→ **MATERIALS PROVIDED**:

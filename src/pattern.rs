//! Pattern identifiers and waveform math
//!
//! All waveforms are derived from absolute time, so the rate at which the
//! engine is updated never changes pattern speed. Times and periods are
//! condensed by [`PERIOD_DIVISOR`] before the modulo arithmetic.

use embassy_time::{Duration, Instant};

/// Divisor applied to times and periods before waveform arithmetic.
pub const PERIOD_DIVISOR: u64 = 16;

/// Period used when a pattern is set without an explicit one (0.5 Hz).
pub const DEFAULT_PERIOD: Duration = Duration::from_millis(2000);

const PATTERN_NAME_SOLID: &str = "solid";
const PATTERN_NAME_FLASH: &str = "flash";
const PATTERN_NAME_PULSE: &str = "pulse";

const PATTERN_ID_SOLID: u8 = 0;
const PATTERN_ID_FLASH: u8 = 1;
const PATTERN_ID_PULSE: u8 = 2;

/// Waveform shape of a module.
#[derive(Clone, Copy, Debug, Default, PartialEq, Eq)]
#[repr(u8)]
pub enum Pattern {
    /// Constant brightness.
    #[default]
    Solid = PATTERN_ID_SOLID,
    /// Square wave: on for one period, off for the next.
    Flash = PATTERN_ID_FLASH,
    /// Triangle wave: fade in over one period, fade out over the next.
    Pulse = PATTERN_ID_PULSE,
}

impl Pattern {
    /// Look up a pattern by its numeric id.
    pub const fn from_raw(value: u8) -> Option<Self> {
        Some(match value {
            PATTERN_ID_SOLID => Self::Solid,
            PATTERN_ID_FLASH => Self::Flash,
            PATTERN_ID_PULSE => Self::Pulse,
            _ => return None,
        })
    }

    /// Numeric id of the pattern.
    pub const fn as_raw(self) -> u8 {
        self as u8
    }

    /// Lowercase name of the pattern.
    pub const fn as_str(self) -> &'static str {
        match self {
            Self::Solid => PATTERN_NAME_SOLID,
            Self::Flash => PATTERN_NAME_FLASH,
            Self::Pulse => PATTERN_NAME_PULSE,
        }
    }

    /// Look up a pattern by its lowercase name.
    pub fn parse_from_str(s: &str) -> Option<Self> {
        match s {
            PATTERN_NAME_SOLID => Some(Self::Solid),
            PATTERN_NAME_FLASH => Some(Self::Flash),
            PATTERN_NAME_PULSE => Some(Self::Pulse),
            _ => None,
        }
    }
}

/// Full configuration of one module.
#[derive(Debug, Clone, Copy, PartialEq, Eq)]
pub struct ModuleConfig {
    pub pattern: Pattern,
    /// Maximum brightness used by the pattern.
    pub brightness: u8,
    /// Length of one half-cycle for flash and pulse.
    pub period: Duration,
    /// Reserved pattern parameter, not read by any current pattern.
    pub param: u8,
}

impl ModuleConfig {
    /// Configuration with default brightness (0), period and param (0).
    pub const fn new(pattern: Pattern) -> Self {
        Self {
            pattern,
            brightness: 0,
            period: DEFAULT_PERIOD,
            param: 0,
        }
    }

    /// Set the maximum brightness.
    #[must_use]
    pub const fn with_brightness(mut self, brightness: u8) -> Self {
        self.brightness = brightness;
        self
    }

    /// Set the half-cycle length.
    #[must_use]
    pub const fn with_period(mut self, period: Duration) -> Self {
        self.period = period;
        self
    }

    /// Set the reserved parameter.
    #[must_use]
    pub const fn with_param(mut self, param: u8) -> Self {
        self.param = param;
        self
    }
}

impl Default for ModuleConfig {
    fn default() -> Self {
        Self::new(Pattern::Solid)
    }
}

/// Condensed period, never zero.
///
/// Periods shorter than one divisor step behave as exactly one step.
#[inline]
pub(crate) const fn condensed_period(period: Duration) -> u64 {
    let period = period.as_millis() / PERIOD_DIVISOR;
    if period == 0 { 1 } else { period }
}

/// Condensed time.
#[inline]
pub(crate) const fn condensed_time(now: Instant) -> u64 {
    now.as_millis() / PERIOD_DIVISOR
}

/// Whether condensed time `t` falls in the second half of a `2 * period` cycle.
#[inline]
const fn is_second_half(t: u64, period: u64) -> bool {
    t % (2 * period) != t % period
}

/// Whether a flash with the given half-period is lit at `now`.
///
/// Every cycle starts lit.
pub const fn flash_is_on(now: Instant, period: Duration) -> bool {
    !is_second_half(condensed_time(now), condensed_period(period))
}

/// Linear fade between two brightness levels.
///
/// The fade goes from `off_brightness` to `brightness` over one `period`.
/// A smooth pulse then fades back down over the next period (triangle wave),
/// otherwise it jumps back to the off level (saw wave).
#[derive(Debug, Clone, Copy, PartialEq, Eq)]
pub struct PulseShape {
    /// Level reached at the top of the fade.
    pub brightness: u8,
    /// Duration of one fade.
    pub period: Duration,
    /// Mirror every other fade.
    pub smooth: bool,
    /// Level at the bottom of the fade.
    pub off_brightness: u8,
    /// Phase shift; a fade starts when `(now + offset) % period == 0`.
    pub offset: Duration,
}

impl PulseShape {
    /// Saw wave from 0 to `brightness`.
    pub const fn new(brightness: u8, period: Duration) -> Self {
        Self {
            brightness,
            period,
            smooth: false,
            off_brightness: 0,
            offset: Duration::from_millis(0),
        }
    }

    /// Fade back down instead of jumping to the off level.
    #[must_use]
    pub const fn with_smooth(mut self) -> Self {
        self.smooth = true;
        self
    }

    /// Set the level at the bottom of the wave.
    #[must_use]
    pub const fn with_off_brightness(mut self, off_brightness: u8) -> Self {
        self.off_brightness = off_brightness;
        self
    }

    /// Shift the wave in time.
    #[must_use]
    pub const fn with_offset(mut self, offset: Duration) -> Self {
        self.offset = offset;
        self
    }

    /// Brightness at `now`, before gamma correction.
    ///
    /// Never exceeds `brightness`.
    #[allow(clippy::cast_possible_truncation, clippy::cast_lossless)]
    pub const fn level(&self, now: Instant) -> u8 {
        let period = condensed_period(self.period);
        let t = condensed_time(now).wrapping_add(self.offset.as_millis() / PERIOD_DIVISOR);

        let invert = self.smooth && is_second_half(t, period);
        let mut phase = t % period;
        if invert {
            phase = period - phase;
        }

        let range = self.brightness.saturating_sub(self.off_brightness) as u64;
        let level = phase * range / period + self.off_brightness as u64;
        if level > self.brightness as u64 {
            self.brightness
        } else {
            level as u8
        }
    }
}
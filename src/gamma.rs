//! Perceptual brightness correction
//!
//! LEDs respond linearly to duty cycle while the eye does not, so raw
//! brightness values are remapped through a power curve before they reach
//! the output.

/// Default gamma exponent.
pub const DEFAULT_GAMMA: f32 = 2.5;

/// Precomputed gamma lookup table.
///
/// Maps a raw brightness (0-255) to `round(255 * (raw / 255) ^ gamma)`.
#[derive(Debug, Clone)]
pub struct GammaTable {
    lut: [u8; 256],
}

impl GammaTable {
    /// Build a table for the given exponent.
    #[allow(clippy::cast_possible_truncation, clippy::cast_sign_loss)]
    pub fn new(exponent: f32) -> Self {
        let mut lut = [0u8; 256];
        for (raw, corrected) in (0..=u8::MAX).zip(lut.iter_mut()) {
            let x = f32::from(raw) / 255.0;
            let y = libm::roundf(libm::powf(x, exponent) * 255.0);
            *corrected = y.clamp(0.0, 255.0) as u8;
        }
        Self { lut }
    }

    /// Corrected value for a raw brightness.
    #[inline]
    pub const fn correct(&self, raw: u8) -> u8 {
        self.lut[raw as usize]
    }

    /// Raw table contents, indexed by raw brightness.
    pub const fn as_slice(&self) -> &[u8; 256] {
        &self.lut
    }
}

impl Default for GammaTable {
    fn default() -> Self {
        Self::new(DEFAULT_GAMMA)
    }
}
#![no_std]

pub mod command;
pub mod engine;
pub mod gamma;
pub mod module;
pub mod pattern;
pub mod pwm;
pub mod scheduler;

pub use command::{
    CommandChannel, CommandReceiver, CommandSender, ModuleCommand, TryReceiveError, TrySendError,
};
pub use engine::{StackLight, StackLightConfig};
pub use gamma::GammaTable;
pub use module::Module;
pub use pattern::{ModuleConfig, Pattern, PulseShape};
pub use pwm::PwmOutputs;
pub use scheduler::{TickResult, UpdateScheduler};
pub use self_test::{SelfTest, SelfTestConfig};

pub use embassy_time::{Duration, Instant};

/// Abstract output driver trait.
///
/// Implement this trait to support different hardware platforms.
/// The engine is generic over this trait.
pub trait OutputDriver {
    /// Identifier of a single output.
    type Channel: Copy;

    /// Prepare a channel for output. Called once per channel before any write.
    fn configure(&mut self, channel: Self::Channel);

    /// Set the duty cycle (0-255) of a channel.
    fn write(&mut self, channel: Self::Channel, duty: u8);
}

/// Source of the current time.
pub trait Clock {
    /// Read the current time.
    fn now(&self) -> Instant;
}

/// Clock backed by the `embassy-time` driver.
#[derive(Debug, Clone, Copy, Default)]
pub struct EmbassyClock;

impl Clock for EmbassyClock {
    fn now(&self) -> Instant {
        Instant::now()
    }
}

/// Clock reading the time from a function or closure.
#[derive(Debug, Clone, Copy)]
pub struct FnClock<F>(pub F);

impl<F: Fn() -> Instant> Clock for FnClock<F> {
    fn now(&self) -> Instant {
        (self.0)()
    }
}

impl<C: Clock + ?Sized> Clock for &C {
    fn now(&self) -> Instant {
        (**self).now()
    }
}
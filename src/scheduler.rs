//! Update pacing
//!
//! Portable tick pacing without async/await or platform-specific timers.
//! The caller is responsible for sleeping between ticks.

use embassy_time::{Duration, Instant};

use crate::command::CommandReceiver;
use crate::{Clock, OutputDriver, StackLight};

/// Default update rate (50 Hz).
pub const DEFAULT_UPDATE_RATE: u64 = 50;

/// Default duration between updates.
pub const DEFAULT_TICK_DURATION: Duration = Duration::from_millis(1000 / DEFAULT_UPDATE_RATE);

/// Result of a tick.
#[derive(Debug, Clone, Copy, PartialEq, Eq)]
pub struct TickResult {
    /// Deadline of the next tick.
    pub next_deadline: Instant,
    /// How long to wait until the next tick (zero when behind schedule).
    pub sleep_duration: Duration,
}

/// Drives a [`StackLight`] at a fixed cadence.
///
/// Each tick applies the queued commands before updating the engine, so
/// configuration changes never land in the middle of an update.
///
/// # Usage
///
/// ```ignore
/// let mut scheduler = UpdateScheduler::new(engine, COMMANDS.receiver());
///
/// loop {
///     let result = scheduler.tick(Instant::now());
///     sleep_ms(result.sleep_duration.as_millis());
/// }
/// ```
pub struct UpdateScheduler<'a, O: OutputDriver, C: Clock, const N: usize, const SIZE: usize> {
    engine: StackLight<O, C, N>,
    commands: CommandReceiver<'a, SIZE>,
    next_tick: Instant,
    tick_duration: Duration,
}

impl<'a, O: OutputDriver, C: Clock, const N: usize, const SIZE: usize>
    UpdateScheduler<'a, O, C, N, SIZE>
{
    /// Create a scheduler ticking at [`DEFAULT_TICK_DURATION`].
    pub fn new(engine: StackLight<O, C, N>, commands: CommandReceiver<'a, SIZE>) -> Self {
        Self::with_tick_duration(engine, commands, DEFAULT_TICK_DURATION)
    }

    /// Create a scheduler with a custom tick duration.
    pub fn with_tick_duration(
        engine: StackLight<O, C, N>,
        commands: CommandReceiver<'a, SIZE>,
        tick_duration: Duration,
    ) -> Self {
        Self {
            engine,
            commands,
            next_tick: Instant::from_millis(0),
            tick_duration,
        }
    }

    /// Apply pending commands, update the engine and return timing information.
    pub fn tick(&mut self, now: Instant) -> TickResult {
        // Skip the backlog after a stall instead of bursting to catch up
        let max_drift = self.tick_duration.as_millis() * 2;
        if now.as_millis() > self.next_tick.as_millis() + max_drift {
            self.next_tick = now;
        }

        self.engine.apply_pending(&self.commands);
        self.engine.update_at(now);

        self.next_tick += self.tick_duration;

        let sleep_duration = if self.next_tick > now {
            self.next_tick - now
        } else {
            Duration::from_millis(0)
        };

        TickResult {
            next_deadline: self.next_tick,
            sleep_duration,
        }
    }

    /// Get a reference to the engine.
    pub fn engine(&self) -> &StackLight<O, C, N> {
        &self.engine
    }

    /// Get a mutable reference to the engine.
    pub fn engine_mut(&mut self) -> &mut StackLight<O, C, N> {
        &mut self.engine
    }
}
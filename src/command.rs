//! Deferred module configuration
//!
//! Configuration changes can come from contexts that do not own the engine
//! (interrupt handlers, a serial parser, another task). They are queued as
//! [`ModuleCommand`]s in a [`CommandChannel`] and applied by the engine owner
//! between updates.
//!
//! The channel is guarded by `critical-section`, so any number of senders
//! can share it with the receiver.

use core::cell::RefCell;

use critical_section::Mutex;
use embassy_time::Duration;
use heapless::Deque;

use crate::pattern::ModuleConfig;

/// Setter call addressed to one module.
#[derive(Debug, Clone, Copy, PartialEq, Eq)]
pub enum ModuleCommand {
    /// Replace the whole module configuration.
    SetPattern { index: usize, config: ModuleConfig },
    /// Replace only the brightness.
    SetBrightness { index: usize, brightness: u8 },
    /// Replace only the period.
    SetPeriod { index: usize, period: Duration },
    /// Replace only the reserved parameter.
    SetParam { index: usize, param: u8 },
}

impl ModuleCommand {
    /// Index of the addressed module.
    pub const fn index(&self) -> usize {
        match *self {
            Self::SetPattern { index, .. }
            | Self::SetBrightness { index, .. }
            | Self::SetPeriod { index, .. }
            | Self::SetParam { index, .. } => index,
        }
    }
}

/// Returned when the channel is full, carries the rejected command.
#[derive(Debug, Clone, Copy, PartialEq, Eq)]
pub struct TrySendError<T>(pub T);

/// Returned when the channel is empty.
#[derive(Debug, Clone, Copy, PartialEq, Eq)]
pub struct TryReceiveError;

/// Bounded queue of module commands.
pub struct CommandChannel<const SIZE: usize> {
    queue: Mutex<RefCell<Deque<ModuleCommand, SIZE>>>,
}

impl<const SIZE: usize> CommandChannel<SIZE> {
    /// Create a new empty channel.
    pub const fn new() -> Self {
        Self {
            queue: Mutex::new(RefCell::new(Deque::new())),
        }
    }

    /// Get a sender handle for this channel.
    ///
    /// Multiple senders can coexist; they share the same queue.
    pub const fn sender(&self) -> CommandSender<'_, SIZE> {
        CommandSender { channel: self }
    }

    /// Get a receiver handle for this channel.
    pub const fn receiver(&self) -> CommandReceiver<'_, SIZE> {
        CommandReceiver { channel: self }
    }

    /// Queue a command.
    ///
    /// Returns the command back if the queue is full.
    pub fn try_send(&self, command: ModuleCommand) -> Result<(), TrySendError<ModuleCommand>> {
        critical_section::with(|cs| {
            self.queue
                .borrow(cs)
                .borrow_mut()
                .push_back(command)
                .map_err(TrySendError)
        })
    }

    /// Take the oldest queued command.
    pub fn try_receive(&self) -> Result<ModuleCommand, TryReceiveError> {
        critical_section::with(|cs| {
            self.queue
                .borrow(cs)
                .borrow_mut()
                .pop_front()
                .ok_or(TryReceiveError)
        })
    }

    /// Number of queued commands.
    pub fn len(&self) -> usize {
        critical_section::with(|cs| self.queue.borrow(cs).borrow().len())
    }

    /// Check if no command is queued.
    pub fn is_empty(&self) -> bool {
        self.len() == 0
    }
}

impl<const SIZE: usize> Default for CommandChannel<SIZE> {
    fn default() -> Self {
        Self::new()
    }
}

/// Sending half of a [`CommandChannel`].
///
/// Mirrors the engine setters, so callers holding only a sender configure
/// modules the same way the engine owner does.
#[derive(Clone, Copy)]
pub struct CommandSender<'a, const SIZE: usize> {
    channel: &'a CommandChannel<SIZE>,
}

impl<const SIZE: usize> CommandSender<'_, SIZE> {
    /// Queue a command.
    ///
    /// Returns `Err(TrySendError(command))` if the channel is full.
    pub fn try_send(&self, command: ModuleCommand) -> Result<(), TrySendError<ModuleCommand>> {
        let result = self.channel.try_send(command);
        #[cfg(feature = "esp32-log")]
        if result.is_err() {
            esp_println::println!(
                "[CommandSender.try_send] queue full, dropping {:?}",
                command
            );
        }
        result
    }

    /// Queue a full module configuration.
    pub fn set_pattern(
        &self,
        index: usize,
        config: ModuleConfig,
    ) -> Result<(), TrySendError<ModuleCommand>> {
        self.try_send(ModuleCommand::SetPattern { index, config })
    }

    /// Queue a brightness change.
    pub fn set_brightness(
        &self,
        index: usize,
        brightness: u8,
    ) -> Result<(), TrySendError<ModuleCommand>> {
        self.try_send(ModuleCommand::SetBrightness { index, brightness })
    }

    /// Queue a period change.
    pub fn set_period(
        &self,
        index: usize,
        period: Duration,
    ) -> Result<(), TrySendError<ModuleCommand>> {
        self.try_send(ModuleCommand::SetPeriod { index, period })
    }

    /// Queue a reserved parameter change.
    pub fn set_param(&self, index: usize, param: u8) -> Result<(), TrySendError<ModuleCommand>> {
        self.try_send(ModuleCommand::SetParam { index, param })
    }
}

/// Receiving half of a [`CommandChannel`].
#[derive(Clone, Copy)]
pub struct CommandReceiver<'a, const SIZE: usize> {
    channel: &'a CommandChannel<SIZE>,
}

impl<const SIZE: usize> CommandReceiver<'_, SIZE> {
    /// Take the oldest queued command.
    ///
    /// Returns `Err(TryReceiveError)` if the channel is empty.
    pub fn try_receive(&self) -> Result<ModuleCommand, TryReceiveError> {
        self.channel.try_receive()
    }
}
#![allow(dead_code)]

use std::collections::BTreeMap;

use stack_light::OutputDriver;

/// Output driver that remembers everything written to it
#[derive(Debug, Default)]
pub struct RecordingDriver {
    pub configured: Vec<u8>,
    pub writes: Vec<(u8, u8)>,
    pub duty: BTreeMap<u8, u8>,
}

impl RecordingDriver {
    pub fn duty(&self, pin: u8) -> Option<u8> {
        self.duty.get(&pin).copied()
    }

    pub fn clear(&mut self) {
        self.writes.clear();
    }
}

impl OutputDriver for RecordingDriver {
    type Channel = u8;

    fn configure(&mut self, channel: u8) {
        self.configured.push(channel);
    }

    fn write(&mut self, channel: u8, duty: u8) {
        self.writes.push((channel, duty));
        self.duty.insert(channel, duty);
    }
}

/// Reference gamma curve
pub fn gamma(raw: u8) -> u8 {
    let corrected = (f64::from(raw) / 255.0).powf(2.5) * 255.0;
    corrected.round() as u8
}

→ **WORK INSTRUCTIONS**:
From the records above, extract exactly and only the lines that begin at the line with "over this trait." and stop after the line with "Clock backed by".

→ **ANSWER BOX**:
/// The engine is generic over this trait.
pub trait OutputDriver {
    /// Identifier of a single output.
    type Channel: Copy;

    /// Prepare a channel for output. Called once per channel before any write.
    fn configure(&mut self, channel: Self::Channel);

    /// Set the duty cycle (0-255) of a channel.
    fn write(&mut self, channel: Self::Channel, duty: u8);
}

/// Source of the current time.
pub trait Clock {
    /// Read the current time.
    fn now(&self) -> Instant;
}

/// Clock backed by the `embassy-time` driver.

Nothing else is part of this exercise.